Достоевский пытался отождествить католицизм с социализмом, якобы порабощающим человечество, пытался осудить идею революционного изменения существующего общественного строя, хотя и сознавал его несправедливость. Но, вопреки субъективным намерениям писателя, он осудил не социализм, который освобождает человека от духовного и физического гнета, но порабощение и угнетение людей в капиталистическом обществе и тем самым подсказал вывод о неизбежности восстания против сатанинской доктрины, которую Великий инквизитор пытался воплотить в реальность. Поэтому и «невинные детские песни радости» для Достоевского звучат песнями скорби и отчаяния обманутых людей. Услышать же песни революции он был бессилен.
Достоевский через образы музыки раскрывал свои заветные темы — муку и страдание униженного и оскорбленного человека, временную. победу жестокости и пошлости над красотой, путь через страдание к радости, мечту о гармонии и счастье. Это позволяет утверждать, что музыка действительно занимала большое место в творческом сознании писателя и что ее образы выполняют в книгах Достоевского важную идейную функцию.
XIII. Звуковой мир Достоевского
Исследователи творчества Достоевского неоднократно указывали на то, что структура и принципы построения действия в его романах внутренне музыкальны. Отчетливо сформулировал эту мысль Вячеслав Иванов статье «Достоевский и роман-трагедия». Он писал: «Подобно творцу симфоний [Достоевский] использовал механизм [искусства сюжетосложения] для архитектоники трагедии и применил к роману метод, соответствующий тематическому и контрапунктическому развитию в музыке — развитию, излучинами и превращениями которого композитор приводит нас к восприятию и психологическому переживанию целого произведения как некоего единства».[210]
Мысль о Достоевском как создателе полифонического романа убедительно обосновал М. Бахтин. Независимо от него и по-иному трактовал эту проблему А. Альшванг, сопоставив романы Достоевского с русской симфонией, прежде всего с симфониями Чайковского. Многие положения талантливой, но, к сожалению, оставшейся незавершенной работы «Русская симфония и некоторые аналогии с русским романом» представляются убедительными — использование писателем метода симфонического нарастания, непрерывный ввод новых героев, постоянное обострение ситуаций, чередование крещендо — пиано, построение, ведущее к взрыву на кульминации, когда наступает трагическое разрешение.[211]

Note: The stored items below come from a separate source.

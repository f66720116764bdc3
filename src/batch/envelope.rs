use chrono::{DateTime, Utc};
use serde::Serialize;

/// Name recorded as the producer of an extraction
pub const EXTRACTOR_NAME: &str = "polycure";

/// Provenance wrapper around an extracted experiment
#[derive(Debug, Clone, PartialEq, Serialize)]
pub struct ExtractionEnvelope<T> {
    /// Producer name
    pub extractor: String,
    /// Producer version
    pub version: String,
    /// When the extraction ran
    pub extracted_at: DateTime<Utc>,
    /// Extracted tree
    pub content: T,
}

impl<T> ExtractionEnvelope<T> {
    /// Wrap content, stamped with the current time
    pub fn new(content: T) -> Self {
        Self::at(content, Utc::now())
    }

    /// Wrap content with an explicit timestamp
    pub fn at(content: T, extracted_at: DateTime<Utc>) -> Self {
        Self {
            extractor: EXTRACTOR_NAME.to_string(),
            version: env!("CARGO_PKG_VERSION").to_string(),
            extracted_at,
            content,
        }
    }
}
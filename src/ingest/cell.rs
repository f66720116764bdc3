use serde::{Deserialize, Serialize};
use std::fmt;

use crate::schema::MISSING_PLACEHOLDER;

/// A single spreadsheet cell
#[derive(Debug, Clone, Default, PartialEq, Serialize, Deserialize)]
#[serde(untagged)]
pub enum CellValue {
    /// Blank cell
    #[default]
    Empty,
    /// Numeric cell
    Number(f64),
    /// Text cell
    Text(String),
}

impl CellValue {
    /// Interpret exported text: blank is empty, numbers parse, anything else is text
    pub fn parse(raw: &str) -> Self {
        let trimmed = raw.trim();
        if trimmed.is_empty() {
            return CellValue::Empty;
        }
        match trimmed.parse::<f64>() {
            Ok(number) if number.is_finite() => CellValue::Number(number),
            _ => CellValue::Text(trimmed.to_string()),
        }
    }

    /// Whether the cell carries a value: non-blank text or a non-zero number
    pub fn is_present(&self) -> bool {
        match self {
            CellValue::Empty => false,
            CellValue::Number(n) => *n != 0.0,
            CellValue::Text(s) => !s.trim().is_empty(),
        }
    }

    /// Whether the cell holds the "not measured" placeholder
    pub fn is_placeholder(&self) -> bool {
        matches!(self, CellValue::Text(s) if s.trim() == MISSING_PLACEHOLDER)
    }

    /// Whether the cell holds a measured quantity (present, not the placeholder)
    pub fn is_measured(&self) -> bool {
        self.is_present() && !self.is_placeholder()
    }

    /// Numeric value of a measured quantity; text that parses as a number counts
    pub fn as_quantity(&self) -> Option<f64> {
        if !self.is_measured() {
            return None;
        }
        match self {
            CellValue::Number(n) => Some(*n),
            CellValue::Text(s) => s.trim().parse().ok(),
            CellValue::Empty => None,
        }
    }

    /// Text content, if any
    pub fn as_text(&self) -> Option<&str> {
        match self {
            CellValue::Text(s) => Some(s.as_str()),
            _ => None,
        }
    }

    /// Cell rendered as a string key (numbers as written, blanks as `None`)
    pub fn to_key(&self) -> Option<String> {
        match self {
            CellValue::Empty => None,
            CellValue::Number(n) => Some(n.to_string()),
            CellValue::Text(s) if s.trim().is_empty() => None,
            CellValue::Text(s) => Some(s.trim().to_string()),
        }
    }
}

impl From<f64> for CellValue {
    fn from(value: f64) -> Self {
        CellValue::Number(value)
    }
}

impl From<&str> for CellValue {
    fn from(value: &str) -> Self {
        CellValue::Text(value.to_string())
    }
}

impl From<String> for CellValue {
    fn from(value: String) -> Self {
        CellValue::Text(value)
    }
}

impl<T: Into<CellValue>> From<Option<T>> for CellValue {
    fn from(value: Option<T>) -> Self {
        value.map(Into::into).unwrap_or(CellValue::Empty)
    }
}

impl fmt::Display for CellValue {
    fn fmt(&self, f: &mut fmt::Formatter<'_>) -> fmt::Result {
        match self {
            CellValue::Empty => f.write_str("None"),
            CellValue::Number(n) => write!(f, "{}", n),
            CellValue::Text(s) => write!(f, "'{}'", s),
        }
    }
}
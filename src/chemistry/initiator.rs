use serde::Serialize;

use crate::schema::INITIATOR_MOLES_VOLUME_SCALE;

use super::{InitiatorRole, Sample};

/// Per-role totals over a chemical initiation list
#[derive(Debug, Clone, Copy, Default, PartialEq)]
pub struct InitiatorSummary {
    /// Σ moles of catalyst-role initiators
    pub catalyst_moles: f64,
    /// Σ mass (g) of catalyst-role initiators
    pub catalyst_mass: f64,
    /// Σ volume (mL) of solvent-role initiators
    pub solvent_volume: f64,
}

/// Concentration of the initiating catalyst in its carrier solvent
#[derive(Debug, Clone, Copy, PartialEq, Serialize)]
pub struct InitiatorConcentration {
    /// Catalyst mass per solvent volume
    #[serde(rename = "initiator-catalyst-solvent-concentration-mg/microL")]
    pub mass_per_volume: f64,
    /// Catalyst moles per scaled solvent volume
    #[serde(rename = "initiator-catalyst-solvent-concentration-moles/L")]
    pub moles_per_volume: f64,
}

impl InitiatorSummary {
    /// Accumulate totals by initiator role; non-initiators are ignored
    pub fn from_samples(initiators: &[Sample]) -> Self {
        initiators
            .iter()
            .fold(Self::default(), |mut summary, sample| {
                match sample.initiator_role() {
                    Some(InitiatorRole::Catalyst) => {
                        summary.catalyst_moles += sample.moles();
                        summary.catalyst_mass += sample.mass();
                    }
                    Some(InitiatorRole::Solvent) => {
                        summary.solvent_volume += sample.volume().unwrap_or(0.0);
                    }
                    None => {}
                }
                summary
            })
    }

    /// Catalyst-in-solvent concentration; `None` when there is no solvent volume
    pub fn concentration(&self) -> Option<InitiatorConcentration> {
        if self.solvent_volume == 0.0 {
            return None;
        }
        Some(InitiatorConcentration {
            mass_per_volume: self.catalyst_mass / self.solvent_volume,
            moles_per_volume: self.catalyst_moles
                / (self.solvent_volume * INITIATOR_MOLES_VOLUME_SCALE),
        })
    }
}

Симфонизм и полифоничность романов Достоевского, многообразие противоборствующих тем, меняющих характер в процессе развития, наличие системы «лейтмотивов» и повторов — «репризности» совершенно бесспорны. Писатель и сам прибегал к музыкальным сравнениям и сопоставлениям, говоря о принципах построения действия. В 1864 году он писал брату о том, что I глава «Записок из подполья», будучи напечатана в журнале «без остальных двух (главных), теряет весь свой сок». «Ты понимаешь, что такое переход в музыке. Точно так и тут. В первой главе, по-видимому, болтовня, но вдруг эта болтовня в последних главах разрешается неожиданной катастрофой».[212] Конечно, это замечание Достоевского (на его смысл проницательно указал Л. Гроссман) имеет неизмеримо более широкое значение, нежели характеристика соотношения глав в «Записках из подполья». Слова писателя характеризуют развитие действия едва ли не во всех его произведениях: скрытое и неотвратимое движение к катастрофе. Она как будто возникает вдруг, неожиданно, а на самом деле подготовляется постепенно и наконец разрешается взрывом. Это принцип музыкальный.
Образы в произведениях Достоевского развиваются по музыкальным законам — они непрестанно возвращаются то как воспоминания, то как живое переживание, и всякий раз звучат по-новому, как бы в иной тональности. Достоевский широко использовал принцип драматического противопоставления и борьбы контрастных тем. Но в его романах можно встретить и применение монотематизма, что позволяет сроднить книги писателя не только о классической симфонией, но и с берлиозовской. Подобно тому, как через всю Фантастическую симфонию проходит «навязчивая идея», так в романах Достоевского нередко появляются герои, одержимые «неподвижной идеей», что неизбежно обрекает их на гибель. Достоевский принадлежал к числу художников, которые видели и слышали мир, и, быть может, в первую очередь слышали.
210
Вяч. Иванов. Борозды и межи. Опыты эстетические и критические. М., 1916, стр. 20.
О музыкальном построении романов Достоевского писал и Мельхиор де Вогюе в кн. «Русский роман». См. Л. П. Гроссман. Достоевский-художник. — Сб. «Творчество Достоевского». М., 1949, стр. 341.
212
Ф. М. Достоевский. Письма, т. 1, стр. 365. В фельетоне 1847 г. писатель сравнил такой как будто не значащий разговор с настройкой инструментов в оркестре.